### Task directions
From the material below, give the number of lines that hold the string "data" and nothing further.
------------------------------
//! 输出时间线性质测试.
//!
//! 覆盖: 容差内的抖动不影响完美时间线、超出容差立即重新同步、
//! 阈值为 0 时聚合不改变输出、聚合合并、丢包补偿, 以及多线程并发访问.

use liu::codec::decoders::{PcmDecoder, PcmVariant};
use liu::codec::{AudioDecoder, Output, Upstream};
use liu::core::{Buffer, Caps, Event, Format, Query, QueryAnswer, Segment};
use liu::format::mpegaudio::{MEDIA_TYPE, MpegAudioDecoder, MpegAudioSettings, SilenceDecoder};
use std::sync::Arc;
use std::thread;
use std::time::Duration;

/// 8 kHz 单声道 S16: 160 字节 = 10 ms
const CHUNK: usize = 160;

fn init_log() {
    let _ = env_logger::builder().is_test(true).try_init();
}

/// 非直播上游, 允许输出聚合
struct FileLike;

impl Upstream for FileLike {
    fn push_event(&mut self, _event: Event) -> bool {
        false
    }

    fn query(&mut self, query: &Query) -> Option<QueryAnswer> {
        match query {
            Query::Latency => Some(QueryAnswer::Latency {
                live: false,
                min: Duration::ZERO,
                max: Some(Duration::ZERO),
            }),
            _ => None,
        }
    }
}

fn pcm_caps() -> Caps {
    let mut caps = Caps::new("audio/x-raw");
    caps.rate = Some(8000);
    caps.channels = Some(1);
    caps
}

fn open() -> AudioDecoder<PcmDecoder> {
    let dec = AudioDecoder::with_upstream(PcmDecoder::new(PcmVariant::S16le), Box::new(FileLike));
    dec.set_caps(pcm_caps()).unwrap();
    dec
}

fn buffers(dec: &AudioDecoder<PcmDecoder>) -> Vec<Buffer> {
    dec.take_outputs()
        .into_iter()
        .filter_map(Output::into_buffer)
        .collect()
}

fn ms(v: u64) -> Duration {
    Duration::from_millis(v)
}

#[test]
fn test_容差内抖动保持完美时间线() {
    init_log();
    let dec = open();
    dec.set_tolerance(ms(5));
    let jitter = [0i64, 2, -3, 4, -1, 3, -4, 1, 0, -2];
    for (i, j) in jitter.iter().enumerate() {
        let pts = (i as i64 * 10 + j) as u64;
        dec.push_buffer(Buffer::new(vec![0u8; CHUNK]).with_pts(ms(pts)))
            .unwrap();
    }
    let out = buffers(&dec);
    assert_eq!(out.len(), jitter.len());
    for (i, b) in out.iter().enumerate() {
        assert_eq!(b.pts, Some(ms(i as u64 * 10)));
        assert_eq!(b.duration, Some(ms(10)));
    }
}

#[test]
fn test_超出容差立即重新同步() {
    init_log();
    let dec = open();
    dec.set_tolerance(ms(5));
    let input = [0u64, 10, 20, 30, 40, 100, 110];
    for pts in input {
        dec.push_buffer(Buffer::new(vec![0u8; CHUNK]).with_pts(ms(pts)))
            .unwrap();
    }
    let out = buffers(&dec);
    let pts: Vec<_> = out.iter().map(|b| b.pts).collect();
    assert_eq!(pts, input.iter().map(|&v| Some(ms(v))).collect::<Vec<_>>());
}

#[test]
fn test_零阈值聚合原样输出() {
    init_log();
    let dec = open();
    let inputs: Vec<Buffer> = (0..8u8)
        .map(|i| {
            Buffer::new(vec![i; CHUNK]).with_pts(Duration::from_micros(u64::from(i) * 10_250))
        })
        .collect();
    for b in &inputs {
        dec.push_buffer(b.clone()).unwrap();
    }
    let out = buffers(&dec);
    assert_eq!(out.len(), inputs.len());
    for (a, b) in out.iter().zip(&inputs) {
        assert_eq!(a.data, b.data);
        // 容差为 0 时每个输入时间戳都被采纳
        assert_eq!(a.pts, b.pts);
        assert_eq!(a.duration, Some(ms(10)));
    }
}

#[test]
fn test_按阈值聚合输出() {
    init_log();
    let dec = open();
    dec.set_min_latency(ms(40));
    for i in 0..8u64 {
        dec.push_buffer(Buffer::new(vec![0u8; CHUNK]).with_pts(ms(i * 10)))
            .unwrap();
    }
    let out = buffers(&dec);
    assert_eq!(out.len(), 2);
    assert_eq!(out[0].len(), 4 * CHUNK);
    assert_eq!(out[0].pts, Some(ms(0)));
    assert_eq!(out[0].duration, Some(ms(40)));
    assert_eq!(out[1].pts, Some(ms(40)));
}

#[test]
fn test_直播上游不聚合() {
    init_log();
    let dec = AudioDecoder::new(PcmDecoder::new(PcmVariant::S16le));
    dec.set_caps(pcm_caps()).unwrap();
    dec.set_min_latency(ms(40));
    for i in 0..4u64 {
        dec.push_buffer(Buffer::new(vec![0u8; CHUNK]).with_pts(ms(i * 10)))
            .unwrap();
    }
    assert_eq!(buffers(&dec).len(), 4);
}

#[test]
fn test_段更新时补偿缺口() {
    init_log();
    let dec = AudioDecoder::new(MpegAudioDecoder::with_backend(
        MpegAudioSettings::default(),
        Box::new(SilenceDecoder),
    ));
    dec.set_plc(true);
    dec.set_caps(Caps::new(MEDIA_TYPE)).unwrap();
    dec.send_event(Event::Segment {
        update: false,
        segment: Segment::new(Format::Time),
    })
    .unwrap();

    let mut data = Vec::new();
    for _ in 0..3 {
        let mut f = vec![0u8; 417];
        f[..4].copy_from_slice(&[0xFF, 0xFB, 0x90, 0x00]);
        data.extend(f);
    }
    dec.push_buffer(Buffer::new(data).with_pts(Duration::ZERO))
        .unwrap();
    dec.send_event(Event::Eos).unwrap();
    dec.take_outputs();
    assert_eq!(dec.samples_out(), 3 * 1152);

    // 下一段从 1 秒开始, 中间缺失约 0.92 秒
    let mut next = Segment::new(Format::Time);
    next.start = 1_000_000_000;
    dec.send_event(Event::Segment {
        update: true,
        segment: next,
    })
    .unwrap();
    let out: Vec<Buffer> = dec
        .take_outputs()
        .into_iter()
        .filter_map(Output::into_buffer)
        .collect();
    assert_eq!(out.len(), 1);
    assert_eq!(out[0].pts, Some(Duration::from_nanos(78_367_347)));
    // 补偿到整秒: 44100 - 3456 个采样
    assert_eq!(out[0].len(), 40_644 * 4);
    assert_eq!(dec.samples_out(), 44_100);
}

#[test]
fn test_多线程送数据与查询() {
    init_log();
    let dec = Arc::new(open());
    let total = 200u64;

    let producer = {
        let dec = Arc::clone(&dec);
        thread::spawn(move || {
            for i in 0..total {
                dec.push_buffer(Buffer::new(vec![0u8; CHUNK]).with_pts(ms(i * 10)))
                    .unwrap();
            }
            dec.send_event(Event::Eos).unwrap();
        })
    };
    let observer = {
        let dec = Arc::clone(&dec);
        thread::spawn(move || {
            let mut positions = 0;
            for i in 0..500u64 {
                if dec.src_query(&Query::Position(Format::Time)).is_some() {
                    positions += 1;
                }
                dec.set_tolerance(ms(i % 3));
                let _ = dec.latency();
                let _ = dec.settings();
                let _ = dec.src_query(&Query::Convert {
                    src_format: Format::Default,
                    src_value: 8000,
                    dest_format: Format::Time,
                });
            }
            positions
        })
    };

    let mut collected = 0u64;
    while !producer.is_finished() {
        collected += dec
            .take_outputs()
            .iter()
            .filter(|o| o.as_buffer().is_some())
            .count() as u64;
        thread::yield_now();
    }
    producer.join().unwrap();
    observer.join().unwrap();
    collected += buffers(&dec).len() as u64;

    assert_eq!(collected, total);
    assert_eq!(dec.samples_out(), total * 80);
    assert_eq!(
        dec.src_query(&Query::Convert {
            src_format: Format::Default,
            src_value: 8000,
            dest_format: Format::Time,
        }),
        Some(QueryAnswer::Convert(1_000_000_000))
    );
}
------------------------------
### Answer to the problem
4